The listing that follows should be reproduced exactly, line for line.
################
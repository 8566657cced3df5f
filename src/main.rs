use std::path::PathBuf;

use anyhow::Context;
use clap::{Parser, Subcommand};
use tracing_subscriber::EnvFilter;

use fuzzy_performance::config::load_config;
use fuzzy_performance::evaluate::evaluate;
use fuzzy_performance::import::load_csv;
use fuzzy_performance::membership::sample_curve;
use fuzzy_performance::models::{Classification, Metric, StudentRecord};
use fuzzy_performance::{report, response, Engine};

#[derive(Parser)]
#[command(name = "fuzzy-performance")]
#[command(about = "Fuzzy-logic classifier for student academic performance", long_about = None)]
struct Cli {
    /// TOML file with engine settings (falls back to FUZZY_PERFORMANCE_CONFIG)
    #[arg(long, global = true)]
    config: Option<PathBuf>,
    /// Log rule firings and other debug output to stderr
    #[arg(short, long, global = true)]
    verbose: bool,
    #[command(subcommand)]
    command: Commands,
}

#[derive(Subcommand)]
enum Commands {
    /// Classify one student and print the JSON response
    Classify {
        #[arg(long)]
        user_id: Option<i64>,
        #[arg(long)]
        gpa: Option<f64>,
        #[arg(long)]
        cca: Option<f64>,
        #[arg(long)]
        attendance: Option<f64>,
        #[arg(long)]
        midterm: Option<f64>,
        #[arg(long)]
        final_exam: Option<f64>,
        /// Print the full result, including fired rules
        #[arg(long)]
        trace: bool,
    },
    /// Classify every row of a CSV export
    Batch {
        #[arg(long)]
        csv: PathBuf,
        #[arg(long, default_value_t = 20)]
        limit: usize,
        /// Emit one JSON response per line instead of a summary
        #[arg(long)]
        json: bool,
    },
    /// Generate a markdown report for a CSV export
    Report {
        #[arg(long)]
        csv: PathBuf,
        #[arg(long)]
        cohort: Option<String>,
        #[arg(long, default_value = "report.md")]
        out: PathBuf,
    },
    /// Print sampled membership curves for one metric as JSON
    Curves {
        #[arg(long)]
        metric: Metric,
        #[arg(long, default_value_t = 401)]
        points: usize,
    },
    /// List the rule base
    Rules,
    /// Compare predictions with the labels of a CSV export
    Evaluate {
        #[arg(long)]
        csv: PathBuf,
    },
}

fn init_tracing(verbose: bool) {
    let filter = if verbose {
        EnvFilter::new("debug")
    } else {
        EnvFilter::try_from_default_env().unwrap_or_else(|_| EnvFilter::new("warn"))
    };
    tracing_subscriber::fmt()
        .with_env_filter(filter)
        .with_writer(std::io::stderr)
        .init();
}

fn main() -> anyhow::Result<()> {
    let cli = Cli::parse();
    init_tracing(cli.verbose);

    let config = load_config(cli.config.as_deref())?;
    let engine = Engine::new(&config).context("engine config rejected")?;

    match cli.command {
        Commands::Classify {
            user_id,
            gpa,
            cca,
            attendance,
            midterm,
            final_exam,
            trace,
        } => {
            let record = StudentRecord {
                user_id,
                name: None,
                gpa,
                cca,
                attendance,
                midterm,
                final_exam,
                performance: None,
            };
            let result = engine.classify_record(&record)?;
            let json = if trace {
                serde_json::to_string_pretty(&result)?
            } else {
                serde_json::to_string_pretty(&response::success(user_id, &result))?
            };
            println!("{json}");
        }
        Commands::Batch { csv, limit, json } => {
            let records = load_csv(&csv)?;
            let assessments = engine.classify_batch(records);

            if json {
                for assessment in &assessments {
                    println!(
                        "{}",
                        serde_json::to_string(&response::from_assessment(assessment))?
                    );
                }
                return Ok(());
            }

            if assessments.is_empty() {
                println!("No students found in {}.", csv.display());
                return Ok(());
            }

            println!("Classified {} students:", assessments.len());
            for assessment in assessments.iter().take(limit) {
                let name = assessment.student.display_name();
                match &assessment.outcome {
                    Ok(result) => match (result.category, result.crisp_score) {
                        (Classification::Undetermined, _) | (_, None) => {
                            println!("- {} {}", name, result.category)
                        }
                        (category, Some(score)) => {
                            println!("- {} {} (score {:.2})", name, category, score)
                        }
                    },
                    Err(err) => println!("- {} rejected: {}", name, err),
                }
            }

            println!();
            for summary in report::summarize_by_category(&assessments) {
                println!("{}: {}", summary.category, summary.count);
            }
            tracing::info!(rows = assessments.len(), "batch classified");
        }
        Commands::Report { csv, cohort, out } => {
            let records = load_csv(&csv)?;
            let assessments = engine.classify_batch(records);
            let generated_on = chrono::Local::now().date_naive();
            let report = report::build_report(cohort.as_deref(), generated_on, &assessments);
            std::fs::write(&out, report)
                .with_context(|| format!("failed to write {}", out.display()))?;
            println!("Report written to {}.", out.display());
        }
        Commands::Curves { metric, points } => {
            let curve = sample_curve(engine.partitions(), metric, points);
            println!("{}", serde_json::to_string_pretty(&curve)?);
        }
        Commands::Rules => {
            for (index, rule) in engine.rules().iter().enumerate() {
                println!("R{:<3} {}", index + 1, rule);
            }
        }
        Commands::Evaluate { csv } => {
            let records = load_csv(&csv)?;
            let assessments = engine.classify_batch(records);
            let evaluation = evaluate(&assessments);
            print!("{}", evaluation.render());
            tracing::info!(
                labeled = evaluation.labeled(),
                correct = evaluation.correct(),
                "evaluation finished"
            );
        }
    }

    Ok(())
}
################
[RESULT]
repository 8566657cced3df5f
filename src/main.rs
use std::path::PathBuf;

use anyhow::Context;
use clap::{Parser, Subcommand};
use tracing_subscriber::EnvFilter;

use fuzzy_performance::config::load_config;
use fuzzy_performance::evaluate::evaluate;
use fuzzy_performance::import::load_csv;
use fuzzy_performance::membership::sample_curve;
use fuzzy_performance::models::{Classification, Metric, StudentRecord};
use fuzzy_performance::{report, response, Engine};

#[derive(Parser)]
#[command(name = "fuzzy-performance")]
#[command(about = "Fuzzy-logic classifier for student academic performance", long_about = None)]
struct Cli {
    /// TOML file with engine settings (falls back to FUZZY_PERFORMANCE_CONFIG)
    #[arg(long, global = true)]
    config: Option<PathBuf>,
    /// Log rule firings and other debug output to stderr
    #[arg(short, long, global = true)]
    verbose: bool,
    #[command(subcommand)]
    command: Commands,
}

#[derive(Subcommand)]
enum Commands {
    /// Classify one student and print the JSON response
    Classify {
        #[arg(long)]
        user_id: Option<i64>,
        #[arg(long)]
        gpa: Option<f64>,
        #[arg(long)]
        cca: Option<f64>,
        #[arg(long)]
        attendance: Option<f64>,
        #[arg(long)]
        midterm: Option<f64>,
        #[arg(long)]
        final_exam: Option<f64>,
        /// Print the full result, including fired rules
        #[arg(long)]
        trace: bool,
    },
    /// Classify every row of a CSV export
    Batch {
        #[arg(long)]
        csv: PathBuf,
        #[arg(long, default_value_t = 20)]
        limit: usize,
        /// Emit one JSON response per line instead of a summary
        #[arg(long)]
        json: bool,
    },
    /// Generate a markdown report for a CSV export
    Report {
        #[arg(long)]
        csv: PathBuf,
        #[arg(long)]
        cohort: Option<String>,
        #[arg(long, default_value = "report.md")]
        out: PathBuf,
    },
    /// Print sampled membership curves for one metric as JSON
    Curves {
        #[arg(long)]
        metric: Metric,
        #[arg(long, default_value_t = 401)]
        points: usize,
    },
    /// List the rule base
    Rules,
    /// Compare predictions with the labels of a CSV export
    Evaluate {
        #[arg(long)]
        csv: PathBuf,
    },
}

fn init_tracing(verbose: bool) {
    let filter = if verbose {
        EnvFilter::new("debug")
    } else {
        EnvFilter::try_from_default_env().unwrap_or_else(|_| EnvFilter::new("warn"))
    };
    tracing_subscriber::fmt()
        .with_env_filter(filter)
        .with_writer(std::io::stderr)
        .init();
}

fn main() -> anyhow::Result<()> {
    let cli = Cli::parse();
    init_tracing(cli.verbose);

    let config = load_config(cli.config.as_deref())?;
    let engine = Engine::new(&config).context("engine config rejected")?;

    match cli.command {
        Commands::Classify {
            user_id,
            gpa,
            cca,
            attendance,
            midterm,
            final_exam,
            trace,
        } => {
            let record = StudentRecord {
                user_id,
                name: None,
                gpa,
                cca,
                attendance,
                midterm,
                final_exam,
                performance: None,
            };
            let result = engine.classify_record(&record)?;
            let json = if trace {
                serde_json::to_string_pretty(&result)?
            } else {
                serde_json::to_string_pretty(&response::success(user_id, &result))?
            };
            println!("{json}");
        }
        Commands::Batch { csv, limit, json } => {
            let records = load_csv(&csv)?;
            let assessments = engine.classify_batch(records);

            if json {
                for assessment in &assessments {
                    println!(
                        "{}",
                        serde_json::to_string(&response::from_assessment(assessment))?
                    );
                }
                return Ok(());
            }

            if assessments.is_empty() {
                println!("No students found in {}.", csv.display());
                return Ok(());
            }

            println!("Classified {} students:", assessments.len());
            for assessment in assessments.iter().take(limit) {
                let name = assessment.student.display_name();
                match &assessment.outcome {
                    Ok(result) => match (result.category, result.crisp_score) {
                        (Classification::Undetermined, _) | (_, None) => {
                            println!("- {} {}", name, result.category)
                        }
                        (category, Some(score)) => {
                            println!("- {} {} (score {:.2})", name, category, score)
                        }
                    },
                    Err(err) => println!("- {} rejected: {}", name, err),
                }
            }

            println!();
            for summary in report::summarize_by_category(&assessments) {
                println!("{}: {}", summary.category, summary.count);
            }
            tracing::info!(rows = assessments.len(), "batch classified");
        }
        Commands::Report { csv, cohort, out } => {
            let records = load_csv(&csv)?;
            let assessments = engine.classify_batch(records);
            let generated_on = chrono::Local::now().date_naive();
            let report = report::build_report(cohort.as_deref(), generated_on, &assessments);
            std::fs::write(&out, report)
                .with_context(|| format!("failed to write {}", out.display()))?;
            println!("Report written to {}.", out.display());
        }
        Commands::Curves { metric, points } => {
            let curve = sample_curve(engine.partitions(), metric, points);
            println!("{}", serde_json::to_string_pretty(&curve)?);
        }
        Commands::Rules => {
            for (index, rule) in engine.rules().iter().enumerate() {
                println!("R{:<3} {}", index + 1, rule);
            }
        }
        Commands::Evaluate { csv } => {
            let records = load_csv(&csv)?;
            let assessments = engine.classify_batch(records);
            let evaluation = evaluate(&assessments);
            print!("{}", evaluation.render());
            tracing::info!(
                labeled = evaluation.labeled(),
                correct = evaluation.correct(),
                "evaluation finished"
            );
        }
    }

    Ok(())
}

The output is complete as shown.